“Due to multiple threats made against Assistant Coach Mike McQueary, the University has decided it would be in the best interest of all for Assistant Coach McQueary not to be in attendance at Saturday’s Nebraska game.”
“Penn State University students were warned by local police not to take to the streets on Saturday at the football team’s final home game to protest the sacking of legendary coach Joe Paterno amid a sexual abuse scandal.
“State College Police Department Captain John Gardner said he plans to have every officer working at the game against Nebraska, where some fear students may protest the ouster of Paterno after 46 years in charge of the team.
“‘It you truly support Coach Joe or Penn State, this is not the way,’ Gardner told a news conference. ‘Stay off the street. The behavior of last night will not be tolerated.'”
“Multiple sources connected with the Penn State football team tell TMZ … coaches held a meeting with players today and told them their friends and family should show support for ousted coach Joe Paterno by wearing white to the game on Saturday.
“It’s a bold move, considering there is a university-wide move for people in the stands to wear baby blue to support the alleged sexual assault victims of Jerry Sandusky.”
“Joe Paterno has hired a prominent Washington criminal defense lawyer to represent him in the Penn State sex abuse case, a source close to the case told NBC News…
“A source close to Paterno said that in addition to the investigations by the Pennsylvania Attorney General’s Office, the former coach is concerned about the likelihood of civil lawsuits by Sandusky’s alleged victims and their families.”
“Pennsylvania’s attorney general has voiced ‘concern’ over Penn State University’s firing of legendary football coach Joe Paterno and the treatment of other witnesses and officials involved in a child sexual abuse case.

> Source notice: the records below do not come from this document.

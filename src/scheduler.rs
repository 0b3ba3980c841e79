use std::cmp::Ordering;
use std::collections::BinaryHeap;
use std::sync::{Arc, Mutex, MutexGuard, PoisonError};
use std::time::Duration;

use serde::{Deserialize, Serialize};
use thiserror::Error;
use tokio::sync::Notify;
use tokio::time::{self, Instant};
use tracing::{debug, error, info};

use crate::context::FlightContext;
use crate::health::ERROR_QUEUE_FULL;
use crate::protocol::{Destination, Envelope, ObcTime};
use crate::queue::CommandQueue;

#[derive(Debug, Clone, Copy, PartialEq, Eq, Error)]
pub enum ScheduleError {
    #[error("command schedule full ({0} pending)")]
    Full(usize),
    #[error("execution time {execute_at} is not after onboard time {now}")]
    NotInFuture { execute_at: ObcTime, now: ObcTime },
}

/// A deferred command waiting for its due time.
#[derive(Debug, Clone, Serialize, Deserialize)]
pub struct ScheduledCommand {
    pub command: Envelope,
    pub execution_time: ObcTime,
    pub scheduled_at: ObcTime,
    /// Seconds between periodic executions; 0 for one-shot commands.
    pub period: u64,
}

#[derive(Debug, Clone, Default, PartialEq, Eq, Serialize, Deserialize)]
pub struct SchedulerStats {
    pub total_scheduled: u32,
    pub total_released: u32,
    pub total_rejected: u32,
    pub total_dropped: u32,
    pub currently_scheduled: usize,
}

#[derive(Debug)]
struct Entry {
    deadline: Instant,
    sequence: u64,
    scheduled: ScheduledCommand,
}

impl Entry {
    fn key(&self) -> (Instant, u64) {
        (self.deadline, self.sequence)
    }
}

impl PartialEq for Entry {
    fn eq(&self, other: &Self) -> bool {
        self.key() == other.key()
    }
}

impl Eq for Entry {}

impl PartialOrd for Entry {
    fn partial_cmp(&self, other: &Self) -> Option<Ordering> {
        Some(self.cmp(other))
    }
}

impl Ord for Entry {
    // Reversed so the max-heap yields the earliest deadline first.
    fn cmp(&self, other: &Self) -> Ordering {
        other.key().cmp(&self.key())
    }
}

/// Bounded, earliest-first schedule of deferred commands.
///
/// Equal deadlines release in insertion order. An entry with a non-zero
/// `reschedule_count` is re-armed one period later on each release.
#[derive(Debug)]
pub struct CommandScheduler {
    entries: BinaryHeap<Entry>,
    capacity: usize,
    tick: Duration,
    next_sequence: u64,
    stats: SchedulerStats,
}

impl CommandScheduler {
    pub fn new(capacity: usize, tick: Duration) -> Self {
        Self {
            entries: BinaryHeap::with_capacity(capacity),
            capacity,
            tick,
            next_sequence: 0,
            stats: SchedulerStats::default(),
        }
    }

    /// Defers `command` until its `execute_at`, measured from onboard time `now`
    /// observed at `at`. Returns the release deadline.
    pub fn schedule(
        &mut self,
        command: Envelope,
        now: ObcTime,
        at: Instant,
    ) -> Result<Instant, ScheduleError> {
        let execute_at = command.execute_at;
        if execute_at <= now {
            return Err(ScheduleError::NotInFuture { execute_at, now });
        }
        if self.entries.len() >= self.capacity {
            self.stats.total_rejected += 1;
            return Err(ScheduleError::Full(self.entries.len()));
        }

        let period = if command.reschedule_count > 0 {
            execute_at - now
        } else {
            0
        };
        let deadline = at + self.ticks(execute_at - now);
        self.insert(
            deadline,
            ScheduledCommand {
                command,
                execution_time: execute_at,
                scheduled_at: now,
                period,
            },
        );
        self.stats.total_scheduled += 1;

        debug!(execute_at, now, period, pending = self.entries.len(), "command deferred");
        Ok(deadline)
    }

    /// Removes the earliest entry whose deadline has passed at `at` and whose
    /// execution time has been reached by onboard time `now`.
    ///
    /// An entry whose deadline passed while the onboard clock is still behind its
    /// execution time (the clock was set back) stays scheduled and does not block
    /// the entries behind it. The returned envelope is marked immediately due
    /// (`execute_at == 0`).
    pub fn pop_due(&mut self, at: Instant, now: ObcTime) -> Option<Envelope> {
        let mut held = Vec::new();
        let mut released = None;
        while self.entries.peek().is_some_and(|e| e.deadline <= at) {
            let Some(entry) = self.entries.pop() else {
                break;
            };
            if entry.scheduled.execution_time > now {
                held.push(entry);
                continue;
            }
            released = Some(self.release(entry));
            break;
        }
        if !held.is_empty() {
            debug!(held = held.len(), now, "onboard time behind deferred commands");
            self.entries.extend(held);
        }
        self.stats.currently_scheduled = self.entries.len();
        released
    }

    fn release(&mut self, entry: Entry) -> Envelope {
        let mut released = entry.scheduled.command.clone();

        if released.reschedule_count > 0 {
            // The popped slot is reused, so re-arming cannot exceed capacity.
            let period = entry.scheduled.period.max(1);
            let mut next = entry.scheduled;
            next.command.reschedule_count -= 1;
            next.command.execute_at = next.execution_time + period;
            next.execution_time = next.command.execute_at;
            self.insert(entry.deadline + self.ticks(period), next);
        }

        released.execute_at = 0;
        released.reschedule_count = 0;
        self.stats.total_released += 1;
        released
    }

    pub fn next_deadline(&self) -> Option<Instant> {
        self.entries.peek().map(|e| e.deadline)
    }

    /// Earliest deadline still ahead of `at`. Entries already past their deadline
    /// wait for the onboard clock instead.
    pub fn next_wake(&self, at: Instant) -> Option<Instant> {
        self.entries.iter().map(|e| e.deadline).filter(|d| *d > at).min()
    }

    /// Pending commands, earliest first.
    pub fn pending(&self) -> Vec<ScheduledCommand> {
        let mut entries: Vec<&Entry> = self.entries.iter().collect();
        entries.sort_by_key(|e| e.key());
        entries.into_iter().map(|e| e.scheduled.clone()).collect()
    }

    pub fn stats(&self) -> &SchedulerStats {
        &self.stats
    }

    pub fn len(&self) -> usize {
        self.entries.len()
    }

    pub fn is_empty(&self) -> bool {
        self.entries.is_empty()
    }

    pub fn capacity(&self) -> usize {
        self.capacity
    }

    fn insert(&mut self, deadline: Instant, scheduled: ScheduledCommand) {
        // NASA Rule 5: Safety assertion for scheduler capacity
        debug_assert!(
            self.entries.len() < self.capacity,
            "schedule length {} at capacity {}",
            self.entries.len(),
            self.capacity
        );
        let sequence = self.next_sequence;
        self.next_sequence += 1;
        self.entries.push(Entry {
            deadline,
            sequence,
            scheduled,
        });
        self.stats.currently_scheduled = self.entries.len();
    }

    fn ticks(&self, seconds: u64) -> Duration {
        self.tick.saturating_mul(u32::try_from(seconds).unwrap_or(u32::MAX))
    }
}

/// The schedule shared between the dispatcher and its release timer.
///
/// The lock is held only for a single insert or pop, never across an await.
#[derive(Debug)]
pub struct DeferredSchedule {
    scheduler: Mutex<CommandScheduler>,
    wake: Notify,
}

impl DeferredSchedule {
    pub fn new(capacity: usize, tick: Duration) -> Self {
        Self {
            scheduler: Mutex::new(CommandScheduler::new(capacity, tick)),
            wake: Notify::new(),
        }
    }

    pub fn schedule(&self, command: Envelope, now: ObcTime) -> Result<Instant, ScheduleError> {
        let deadline = self.lock().schedule(command, now, Instant::now())?;
        self.wake.notify_one();
        Ok(deadline)
    }

    pub fn stats(&self) -> SchedulerStats {
        self.lock().stats().clone()
    }

    pub fn pending(&self) -> Vec<ScheduledCommand> {
        self.lock().pending()
    }

    pub fn next_deadline(&self) -> Option<Instant> {
        self.lock().next_deadline()
    }

    fn lock(&self) -> MutexGuard<'_, CommandScheduler> {
        self.scheduler.lock().unwrap_or_else(PoisonError::into_inner)
    }

    fn pop_due(&self, now: ObcTime) -> Option<Envelope> {
        self.lock().pop_due(Instant::now(), now)
    }

    fn next_wake(&self) -> Option<Instant> {
        self.lock().next_wake(Instant::now())
    }

    fn record_drop(&self) {
        self.lock().stats.total_dropped += 1;
    }
}

/// Releases due commands onto the dispatcher input, earliest first.
///
/// A command is released once its countdown has elapsed and the onboard clock
/// has reached its execution time. A release that finds the input queue full is
/// dropped, counted and flagged on the dispatcher's status.
pub async fn run_release_timer(
    schedule: Arc<DeferredSchedule>,
    dispatcher: CommandQueue,
    ctx: Arc<FlightContext>,
) {
    info!("release timer started");
    loop {
        while let Some(command) = schedule.pop_due(ctx.clock.now()) {
            let (destination, command_id) = (command.destination, command.command_id);
            match dispatcher.try_send(command) {
                Ok(()) => debug!(destination, command_id, "deferred command released"),
                Err(e) => {
                    schedule.record_drop();
                    ctx.status(Destination::Cdh).flag(ERROR_QUEUE_FULL);
                    error!(destination, command_id, error = %e, "deferred command lost on release");
                }
            }
        }

        let wake_at = schedule.next_wake();
        let countdown = async {
            match wake_at {
                Some(deadline) => time::sleep_until(deadline).await,
                None => std::future::pending().await,
            }
        };
        tokio::select! {
            () = countdown => {}
            () = schedule.wake.notified() => {}
            () = ctx.clock.changed() => {}
        }
    }
}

“Nils Hagen-Frederiksen, a spokesman for the Pennsylvania attorney general’s office, noted that the two officials charged with perjury and failure to report the abuse are being defended by the university, while Paterno was fired.
“‘We have a cooperating witness [Paterno], an individual who testified, provided truthful testimony,’ Hagen-Frederiksen told ABCNews.com, ‘but two others who were found by a grand jury to commit perjury whose legal expenses are being paid for university. One is on administrative leave. Very interesting development.'”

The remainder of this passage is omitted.